A little nervous shuffling and then the girls all emerged at once. It wasn’t a bad thing to be engulfed by these wonders but they weren’t their perky selves and it started to make me uncomfortable. I asked again if Kins was in but he was absent and so was Monika. I pressed a third time and Slash told me that he didn’t work there anymore.

I was fucked.

They didn’t know where he was but they were sure he wasn’t with Monika, who also no longer worked there. That was about as much as I got out of them and being stonewalled in your own language is bad enough but they soon forgot English and only answered me in Polish. I decided to leave and headed to the Metro station. I knew where he lived, roughly. I had been there a couple of times but usually after drinking a bit. While I was sure I could locate the building I didn’t know if I’d remember the flat number.

I pushed on regardless and powered through the host of leaflet-ers which seemed to be growing exponentially on the streets of Warsaw. They mainly huddled at the entrance/exits of Metro stations but you could find the odd ones scattered about the streets. They were a depressed and persistent bunch, thrusting their advertisements into your chest then muttering when you didn’t take them. Most were advertising English schools, if it happened in England they’d have been hocking credit cards or more probably debit advice services.

I liked riding the Metro, I had been on the Underground in London and in Seoul, and while Warsaw’s single line was less impressive it was efficient and clean.

There were usually ample amounts of eye candy to enhance the journey as well.

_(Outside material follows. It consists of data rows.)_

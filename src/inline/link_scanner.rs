//! Scanning of link labels, destinations and titles, shared by inline links and
//! link reference definitions. Each function leaves the scanner after what it matched.
use crate::characters::is_escapable;
use crate::scanner::Scanner;

/// Deepest nesting of unescaped parentheses allowed in a destination.
const MAX_PAREN_DEPTH: usize = 32;

fn skip_escape(scanner: &mut Scanner) {
    scanner.advance();
    if scanner.peek().is_some_and(is_escapable) {
        scanner.advance();
    }
}

/// Label content up to (not including) the closing `]`. Fails on an unescaped `[`.
pub(crate) fn scan_link_label_content(scanner: &mut Scanner) -> bool {
    while let Some(c) = scanner.peek() {
        match c {
            '\\' => skip_escape(scanner),
            ']' => return true,
            '[' => return false,
            _ => scanner.advance(),
        }
    }
    true
}

/// A destination in angle brackets, or a run without spaces or control characters whose
/// parentheses are balanced. The run may only be empty when followed by `)`.
pub(crate) fn scan_link_destination(scanner: &mut Scanner) -> bool {
    if !scanner.has_next() {
        return false;
    }
    if !scanner.eat('<') {
        return scan_link_destination_with_balanced_parens(scanner);
    }
    while let Some(c) = scanner.peek() {
        match c {
            '\\' => skip_escape(scanner),
            '\n' | '<' => return false,
            '>' => {
                scanner.advance();
                return true;
            }
            _ => scanner.advance(),
        }
    }
    false
}

fn scan_link_destination_with_balanced_parens(scanner: &mut Scanner) -> bool {
    let mut parens = 0;
    let mut empty = true;
    while let Some(c) = scanner.peek() {
        match c {
            ' ' => return !empty,
            '\\' => skip_escape(scanner),
            '(' => {
                parens += 1;
                if parens > MAX_PAREN_DEPTH {
                    return false;
                }
                scanner.advance();
            }
            ')' => {
                // The closing parenthesis of an inline link may directly follow `(`.
                if parens == 0 {
                    return true;
                }
                parens -= 1;
                scanner.advance();
            }
            c if c.is_control() => return !empty,
            _ => scanner.advance(),
        }
        empty = false;
    }
    !empty
}

/// A title in double quotes, single quotes or parentheses, including the delimiters.
pub(crate) fn scan_link_title(scanner: &mut Scanner) -> bool {
    let end_delimiter = match scanner.peek() {
        Some('"') => '"',
        Some('\'') => '\'',
        Some('(') => ')',
        _ => return false,
    };
    scanner.advance();
    if !scan_link_title_content(scanner, end_delimiter) || !scanner.has_next() {
        return false;
    }
    scanner.advance();
    true
}

/// Title content up to (not including) `end_delimiter`. Within parentheses an unescaped
/// `(` is not allowed.
pub(crate) fn scan_link_title_content(scanner: &mut Scanner, end_delimiter: char) -> bool {
    while let Some(c) = scanner.peek() {
        if c == '\\' {
            skip_escape(scanner);
        } else if c == end_delimiter {
            return true;
        } else if end_delimiter == ')' && c == '(' {
            return false;
        } else {
            scanner.advance();
        }
    }
    true
}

I disembarked at Imielin and walked out of the artificial light into the real sun busting day. Warsaw got a lot more sunshine than I had imagined. They had some terrible fog as well but even when it snowed the sun shone over Warsaw.

As I tried to find my bearings, spinning round and looking at the ten or twelve identical tower blocks I realised that I couldn’t even locate his building.

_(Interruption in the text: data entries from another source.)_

use crate::ast::LinkReferenceDefinition;
use crate::escaping::{normalize_label, unescape_string};
use crate::inline::link_scanner;
use crate::scanner::Scanner;
use crate::source::{SourceLine, SourceLines, SourceSpan};

#[derive(Debug, Clone, Copy, PartialEq, Eq)]
enum State {
    /// Looking for the `[` that opens a definition.
    StartDefinition,
    /// Inside the label, possibly across lines.
    Label,
    Destination,
    /// After the destination, a title may follow on the same or the next line.
    StartTitle,
    /// Inside a title that spans lines.
    Title,
    /// Not a definition; every following line is paragraph text.
    Paragraph,
}

/// Recognizes link reference definitions at the start of a paragraph, line by line.
///
/// A definition is only committed once it is complete, so lines that turn out not to be
/// part of one stay available as paragraph text.
#[derive(Debug)]
pub(crate) struct LinkReferenceDefinitionParser {
    state: State,
    paragraph_lines: SourceLines,
    definitions: Vec<(LinkReferenceDefinition, Vec<SourceSpan>)>,
    source_spans: Vec<SourceSpan>,
    label: Option<String>,
    destination: Option<String>,
    title_delimiter: char,
    title: Option<String>,
    reference_valid: bool,
}

impl LinkReferenceDefinitionParser {
    pub(crate) fn new() -> Self {
        LinkReferenceDefinitionParser {
            state: State::StartDefinition,
            paragraph_lines: SourceLines::empty(),
            definitions: Vec::new(),
            source_spans: Vec::new(),
            label: None,
            destination: None,
            title_delimiter: '\0',
            title: None,
            reference_valid: false,
        }
    }

    pub(crate) fn parse(&mut self, line: SourceLine) {
        self.paragraph_lines.add_line(line.clone());
        if self.state == State::Paragraph {
            return;
        }

        let mut scanner = Scanner::new(SourceLines::of(line));
        while scanner.has_next() {
            let success = match self.state {
                State::StartDefinition => self.start_definition(&mut scanner),
                State::Label => self.label(&mut scanner),
                State::Destination => self.destination(&mut scanner),
                State::StartTitle => self.start_title(&mut scanner),
                State::Title => self.title(&mut scanner),
                State::Paragraph => true,
            };
            if !success {
                self.state = State::Paragraph;
                return;
            }
            if self.state == State::Paragraph {
                return;
            }
        }
    }

    pub(crate) fn add_source_span(&mut self, span: SourceSpan) {
        self.source_spans.push(span);
    }

    pub(crate) fn paragraph_lines(&self) -> &SourceLines {
        &self.paragraph_lines
    }

    /// Spans of the lines that are still paragraph text.
    pub(crate) fn paragraph_source_spans(&self) -> &[SourceSpan] {
        &self.source_spans
    }

    pub(crate) fn definitions(&mut self) -> Vec<(LinkReferenceDefinition, Vec<SourceSpan>)> {
        self.finish_reference(0);
        self.definitions.clone()
    }

    pub(crate) fn remove_lines(&mut self, count: usize) -> Vec<SourceSpan> {
        self.paragraph_lines.remove_last(count);
        let keep = self.source_spans.len().saturating_sub(count);
        self.source_spans.split_off(keep)
    }

    fn start_definition(&mut self, scanner: &mut Scanner) -> bool {
        // Finish any earlier definition now that a new line starts.
        self.finish_reference(1);

        scanner.whitespace();
        if !scanner.eat('[') {
            return false;
        }
        self.state = State::Label;
        self.label = Some(String::new());
        if !scanner.has_next() {
            if let Some(label) = self.label.as_mut() {
                label.push('\n');
            }
        }
        true
    }

    fn label(&mut self, scanner: &mut Scanner) -> bool {
        let start = scanner.mark();
        if !link_scanner::scan_link_label_content(scanner) {
            return false;
        }
        let content = scanner.text(start, scanner.mark());
        let Some(label) = self.label.as_mut() else {
            return false;
        };
        label.push_str(&content);

        if !scanner.has_next() {
            // The label continues on the next line.
            label.push('\n');
            return true;
        }
        if !scanner.eat(']') {
            return false;
        }
        // The label must be followed by a colon, and must not be blank or too long.
        if !scanner.eat(':') {
            return false;
        }
        if label.chars().count() > 999 {
            return false;
        }
        if normalize_label(label).is_empty() {
            return false;
        }
        self.state = State::Destination;
        scanner.whitespace();
        true
    }

    fn destination(&mut self, scanner: &mut Scanner) -> bool {
        scanner.whitespace();
        let start = scanner.mark();
        if !link_scanner::scan_link_destination(scanner) {
            return false;
        }
        let raw = scanner.text(start, scanner.mark());
        let destination = if raw.starts_with('<') {
            &raw[1..raw.len() - 1]
        } else {
            raw.as_str()
        };
        self.destination = Some(unescape_string(destination).into_owned());

        let whitespace = scanner.whitespace();
        if !scanner.has_next() {
            // The definition is complete here, though a title may still follow on the next line.
            self.reference_valid = true;
            self.paragraph_lines = SourceLines::empty();
        } else if whitespace == 0 {
            // A title on the same line must be separated from the destination.
            return false;
        }
        self.state = State::StartTitle;
        true
    }

    fn start_title(&mut self, scanner: &mut Scanner) -> bool {
        scanner.whitespace();
        if !scanner.has_next() {
            self.state = State::StartDefinition;
            return true;
        }
        self.title_delimiter = match scanner.peek() {
            Some('"') => '"',
            Some('\'') => '\'',
            Some('(') => ')',
            _ => {
                // No title; what follows may be another definition.
                self.finish_reference(1);
                self.state = State::StartDefinition;
                return true;
            }
        };
        self.state = State::Title;
        scanner.advance();
        self.title = Some(String::new());
        if !scanner.has_next() {
            if let Some(title) = self.title.as_mut() {
                title.push('\n');
            }
        }
        true
    }

    fn title(&mut self, scanner: &mut Scanner) -> bool {
        let start = scanner.mark();
        if !link_scanner::scan_link_title_content(scanner, self.title_delimiter) {
            // Unbalanced parentheses in the title.
            self.title = None;
            return false;
        }
        let content = scanner.text(start, scanner.mark());
        let Some(title) = self.title.as_mut() else {
            return false;
        };
        title.push_str(&content);

        if !scanner.has_next() {
            title.push('\n');
            return true;
        }
        // Skip the closing delimiter; only whitespace may follow it.
        scanner.advance();
        scanner.whitespace();
        if scanner.has_next() {
            self.title = None;
            return false;
        }
        self.reference_valid = true;
        self.paragraph_lines = SourceLines::empty();
        self.state = State::StartDefinition;
        true
    }

    /// Commits the pending definition. `pending_lines` counts paragraph lines whose span
    /// has not been added yet.
    fn finish_reference(&mut self, pending_lines: usize) {
        if !self.reference_valid {
            return;
        }
        self.reference_valid = false;

        let label = self.label.take().unwrap_or_default();
        let destination = self.destination.take().unwrap_or_default();
        // A title still open when the paragraph ends is paragraph text, not part of the definition.
        let title = self.title.take().filter(|_| self.state != State::Title);
        let title = title.map(|title| unescape_string(&title).into_owned());
        let definition = LinkReferenceDefinition {
            label,
            destination,
            title,
        };
        let paragraph_spans = self.paragraph_lines.len().saturating_sub(pending_lines);
        let split = self.source_spans.len().saturating_sub(paragraph_spans);
        let rest = self.source_spans.split_off(split);
        let spans = std::mem::replace(&mut self.source_spans, rest);
        self.definitions.push((definition, spans));
    }
}
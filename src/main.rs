use std::env;
use std::io::{self, Read, Write};
use std::process::ExitCode;

use log::debug;
use markloom::{HtmlRenderer, Parser};

const USAGE: &str = "usage: markloom [--ast] < input.md";

fn main() -> ExitCode {
    env_logger::init();

    let mut ast = false;
    for arg in env::args().skip(1) {
        match arg.as_str() {
            "--ast" => ast = true,
            "-h" | "--help" => {
                println!("{USAGE}");
                return ExitCode::SUCCESS;
            }
            other => {
                eprintln!("unknown argument {other:?}\n{USAGE}");
                return ExitCode::from(2);
            }
        }
    }

    match run(ast) {
        Ok(()) => ExitCode::SUCCESS,
        Err(error) => {
            eprintln!("markloom: {error}");
            ExitCode::FAILURE
        }
    }
}

fn run(ast: bool) -> io::Result<()> {
    let mut input = String::new();
    io::stdin().read_to_string(&mut input)?;
    debug!("read {} bytes", input.len());
    let document = Parser::new().parse(&input);

    let stdout = io::stdout();
    let mut out = stdout.lock();
    if ast {
        serde_json::to_writer_pretty(&mut out, &document.to_tree(document.root()))?;
        writeln!(out)?;
    } else {
        HtmlRenderer::new().render_to(&document, &mut out)?;
    }
    out.flush()
}
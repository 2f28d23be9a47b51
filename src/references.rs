/// Link reference definitions collected during block parsing
use std::collections::HashMap;

use crate::ast::LinkReferenceDefinition;
use crate::escaping::normalize_label;

/// Definitions keyed by normalized label. The first definition of a label wins.
#[derive(Debug, Clone, Default)]
pub struct LinkReferenceMap {
    definitions: HashMap<String, LinkReferenceDefinition>,
}

impl LinkReferenceMap {
    pub fn new() -> Self {
        Self::default()
    }

    /// Adds a definition unless its label is already defined. Returns whether it was added.
    pub fn add(&mut self, definition: LinkReferenceDefinition) -> bool {
        let key = normalize_label(&definition.label);
        if self.definitions.contains_key(&key) {
            log::debug!("ignoring duplicate link reference definition [{}]", key);
            return false;
        }
        self.definitions.insert(key, definition);
        true
    }

    /// Looks up a label as written in the document (it is normalized first).
    pub fn get(&self, label: &str) -> Option<&LinkReferenceDefinition> {
        self.definitions.get(&normalize_label(label))
    }

    pub fn len(&self) -> usize {
        self.definitions.len()
    }

    pub fn is_empty(&self) -> bool {
        self.definitions.is_empty()
    }
}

I was getting peckish so I headed to a little ‘delikatesy’ or delicatessen in English. While I sat there mulling over what to do next I spotted Kins trudging across a grass embankment with shopping bags weighing him down. I picked up my coat, dropped down my money and ran after him.

“Kins! Kins! Kinsy!” I shouted.

He turned around and his unshaven sullen face did not make for a joyous reunion. Something bad must have happened. I could see through the thin red plastic bag that he had bought crisps, chocolate and Spirytus, a 95% vodka. I considered my words and as I did he focused his bleary eyes and spoke first.

“James, how you doing?”

“Golden, you?” I could see how he was doing but we all play such games.

“Been better but could be worse, you know.”

I didn’t know though. I did want to find out.

“Do you fancy a coffee?” I offered.

“Sure. Come on back to mine.” He said.

I hoped it wasn’t going to be Polish coffee in the style of an Irish coffee. We had tried the Spirytus devil juice before and it did not end well. We actually felt quite fine until a friend turned up and pointed out that we were worse than legless.

We made our way across the embankment and to another array of carbon copy shit stack block of flats and into what I call the post box bit. All the post went into little metal boxes and you got to see how many fuckers you shared the mammoth building with. I guess it was easier for the postmen but mainly all that was stuffed into them was pizza flyers and more stuff about language schools.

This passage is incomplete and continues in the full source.